## Required work
Give the number of lines in the data below where the word "policy" appears, and nothing besides.

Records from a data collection
//! Content aggregators
//!
//! The three read paths over content items: popular pages, recent changes,
//! and the activity feed. All three share one filtering discipline - the
//! full ordered set runs through `policy::is_visible` first, the limit
//! applies afterwards. Truncating before filtering would under-fill pages
//! and, applied to a post-truncation slice, leak hidden items.
//!
//! Results are cached per role; see the cache module for invalidation.

use crate::cache::{AggregateCache, CacheKey};
use crate::catalog::CategoryDirectory;
use crate::error::Result;
use crate::model::{ActivityRecord, Category, ContentItem};
use crate::policy;
use crate::principal::Principal;
use crate::store::ContentStore;
use std::collections::HashMap;
use std::sync::Arc;
use tracing::debug;

const OP_POPULAR: &str = "get_popular_items";
const OP_RECENT: &str = "get_recent_items";
const OP_ACTIVITY: &str = "get_recent_activity";

/// Ranked, visibility-filtered views over content items
#[derive(Clone)]
pub struct ContentAggregator {
    store: Arc<dyn ContentStore>,
    directory: CategoryDirectory,
    cache: Arc<AggregateCache>,
}

impl ContentAggregator {
    /// Create an aggregator over the given store and cache
    pub fn new(
        store: Arc<dyn ContentStore>,
        directory: CategoryDirectory,
        cache: Arc<AggregateCache>,
    ) -> Self {
        Self {
            store,
            directory,
            cache,
        }
    }

    /// Published items by view count descending, visible to the principal
    pub async fn get_popular_items(
        &self,
        limit: usize,
        principal: &Principal,
    ) -> Result<Vec<ContentItem>> {
        let key = Self::key(OP_POPULAR, limit, principal);
        // Capture the generation before touching the store: an invalidation
        // landing mid-read leaves the entry below stamped already stale
        let generation = self.cache.generation();
        if let Some(cached) = self.cache.get::<Vec<ContentItem>>(&key) {
            return Ok(cached);
        }

        let ordered = self.store.list_published_by_views().await?;
        let result = self.filter_then_truncate(OP_POPULAR, ordered, limit, principal).await?;
        self.cache.insert(&key, &result, generation);
        Ok(result)
    }

    /// Published items by update time descending, visible to the principal
    pub async fn get_recent_items(
        &self,
        limit: usize,
        principal: &Principal,
    ) -> Result<Vec<ContentItem>> {
        let key = Self::key(OP_RECENT, limit, principal);
        let generation = self.cache.generation();
        if let Some(cached) = self.cache.get::<Vec<ContentItem>>(&key) {
            return Ok(cached);
        }

        let ordered = self.store.list_published_by_updated().await?;
        let result = self.filter_then_truncate(OP_RECENT, ordered, limit, principal).await?;
        self.cache.insert(&key, &result, generation);
        Ok(result)
    }

    /// Activity events by occurrence time descending, restricted to events
    /// whose referenced item is visible to the principal
    pub async fn get_recent_activity(
        &self,
        limit: usize,
        principal: &Principal,
    ) -> Result<Vec<ActivityRecord>> {
        let key = Self::key(OP_ACTIVITY, limit, principal);
        let generation = self.cache.generation();
        if let Some(cached) = self.cache.get::<Vec<ActivityRecord>>(&key) {
            return Ok(cached);
        }

        let ordered = self.store.list_activity_by_time().await?;
        let categories = self.directory.visibility_index().await?;

        // Resolve each event's item to its category in one pass
        let items: HashMap<String, Option<String>> = self
            .store
            .list_items()
            .await?
            .into_iter()
            .map(|item| (item.id, item.category_id))
            .collect();

        let total = ordered.len();
        let mut result: Vec<ActivityRecord> = ordered
            .into_iter()
            .filter(|record| match items.get(&record.item_id) {
                Some(category_id) => {
                    let category = category_id.as_deref().and_then(|id| categories.get(id));
                    policy::is_visible(category, principal)
                }
                None => {
                    // Item deleted since the event; nothing to show
                    debug!(item_id = %record.item_id, "Dropping activity for missing item");
                    false
                }
            })
            .collect();
        result.truncate(limit);

        debug!(
            op = OP_ACTIVITY,
            role = %principal.role,
            total = total,
            returned = result.len(),
            "Activity feed filtered"
        );
        self.cache.insert(&key, &result, generation);
        Ok(result)
    }

    /// Shared discipline for the item-returning paths: run the full ordered
    /// set through the predicate, then truncate
    async fn filter_then_truncate(
        &self,
        op: &'static str,
        ordered: Vec<ContentItem>,
        limit: usize,
        principal: &Principal,
    ) -> Result<Vec<ContentItem>> {
        let categories = self.directory.visibility_index().await?;
        let total = ordered.len();

        let mut visible: Vec<ContentItem> = ordered
            .into_iter()
            .filter(|item| Self::item_visible(item, &categories, principal))
            .collect();
        visible.truncate(limit);

        debug!(
            op = op,
            role = %principal.role,
            total = total,
            returned = visible.len(),
            "Aggregate filtered"
        );
        Ok(visible)
    }

    /// Resolve the item's category and delegate to the shared predicate
    fn item_visible(
        item: &ContentItem,
        categories: &HashMap<String, Category>,
        principal: &Principal,
    ) -> bool {
        let category = item.category_id.as_deref().and_then(|id| categories.get(id));
        policy::is_visible(category, principal)
    }

    fn key(op: &str, limit: usize, principal: &Principal) -> CacheKey {
        CacheKey::new(op, principal.role, &format!("{{\"limit\":{limit}}}"))
    }
}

## Task response
4